La fuga col Gratta e Vinci
Un gesto gentile e di condivisione si è trasformato in un’arma a doppio taglio. L’8 marzo un uomo ha detto alla fidanzata che al posto delle mimose le regalava un Gratta e Vinci. Secondo il fidanzato, i due si sarebbero accordati che, in caso di una consistente vincita, avrebbero diviso il bottino. La coppia, che stava insieme da un anno e da poco era andata a convivere, ha comprato il biglietto in un bar a Carsoli, in provincia de L’Aquila. Dopo aver grattato i numeri, i due si sono resi conto di aver vinto 500mila euro. La ragazza, per essere sicura, ha chiesto conferma anche al barista. Certa di avere (quasi) in tasca mezzo milione di euro, la donna è fuggita via, ha smesso di rispondere alla chiamate del fidanzato, ha depositato il biglietto vincente in banca ed è scomparsa per potersi accaparrare la cifra senza dividerla con l’ormai divenuto ex compagno. Un po’ come era avvenuto qualche anno fa a Napoli.

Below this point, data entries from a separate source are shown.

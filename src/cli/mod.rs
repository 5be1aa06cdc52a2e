//! Command-line interface for polyrun
//!
//! - `args`: clap definitions
//! - `run`: entry point, configuration and dispatch
//! - `commands`: command implementations

pub mod args;
mod commands;
mod run;

pub use args::{Cli, Commands};
pub use run::run;
//! AppleScript through `osascript` (macOS only).

use std::path::Path;

use super::process::{Interpreter, ProcessBackend};
use crate::contract::RunnerDescriptor;
use crate::error_line;

pub const DESCRIPTOR: RunnerDescriptor =
    RunnerDescriptor::new("AppleScript", "text/applescript", &["scpt", "applescript"]);

pub type AppleScriptBackend = ProcessBackend<AppleScript>;

#[derive(Debug, Default, Clone, Copy)]
pub struct AppleScript;

impl Interpreter for AppleScript {
    fn descriptor(&self) -> &RunnerDescriptor {
        &DESCRIPTOR
    }

    fn programs(&self) -> &'static [&'static str] {
        &["osascript"]
    }

    fn platform_supported(&self) -> bool {
        cfg!(target_os = "macos")
    }

    fn script_args(&self, script: &Path, args: &[String]) -> Vec<String> {
        let mut argv = vec![script.display().to_string()];
        argv.extend_from_slice(args);
        argv
    }

    fn eval_args(&self, source: &str) -> Vec<String> {
        vec!["-e".to_string(), source.to_string()]
    }

    fn supports_interactive(&self) -> bool {
        false
    }

    /// osascript reports character offsets, so the source text is needed.
    fn error_line(&self, stderr: &str, script: Option<&Path>, source: Option<&str>) -> i32 {
        match (source, script) {
            (Some(source), _) => error_line::applescript(stderr, Some(source)),
            (None, Some(script)) => {
                let text = std::fs::read_to_string(script).ok();
                error_line::applescript(stderr, text.as_deref())
            }
            (None, None) => error_line::applescript(stderr, None),
        }
    }
}

#[cfg(test)]
mod tests {
    use super::*;
    use tempfile::TempDir;

    #[test]
    fn test_error_line_reads_script() {
        let dir = TempDir::new().unwrap();
        let script = dir.path().join("t.applescript");
        std::fs::write(&script, "set x to 1\nerror \"boom\"\n").unwrap();
        let stderr = format!("{}:11:23: execution error: boom (-2700)", script.display());
        assert_eq!(AppleScript.error_line(&stderr, Some(&script), None), 2);
        assert!(!AppleScript.supports_interactive());
    }
}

La beffa del Gratta e Vinci
La notizia della fuga della ragazza è rimbalzata su tutti i media, l’uomo ha presentato un esposto alla Guardia di finanza per denunciare il mancato rispetto del patto sul Gratta e Vinci. Avendo lui pagato il biglietto, riteneva che la vincita sarebbe dovuta essere divisa con la beneficiaria del regalo. Intanto la donna ha depositato il biglietto ritenuto vincente in banca, da dove, come da prassi, è stato inviato all’Ufficio premi di Roma. Proprio dalla Capitale è arrivata la scoperta della beffa. Come riportato dal quotidiano Il Centro, il controllo dell’Agenzia delle Dogane e dei Monopoli ha svelato che in realtà la vincita di quel Gratta e Vinci era pari a zero euro. Probabilmente nella foga del momento, la ragazza non aveva grattato bene il tagliando. I numeri fortunati erano: 47, 29, 50 e 13. L’errore è stato proprio quel 13 che, in realtà era un 43. Sarebbe bastato grattare anche la parte superiore della cifra per rendersi conto di non aver vinto nulla. Purtroppo sia i due fidanzati che il barista non si sono resi conto che una parte del numero era rimasta coperta. Il contenzioso sul biglietto vincente “rubato” è quindi caduto nel nulla, dal lato privato è invece ancora incerto se la coppia potrà tornare a essere affiatata come prima dell’acquisto del Gratta e Vinci della discordia.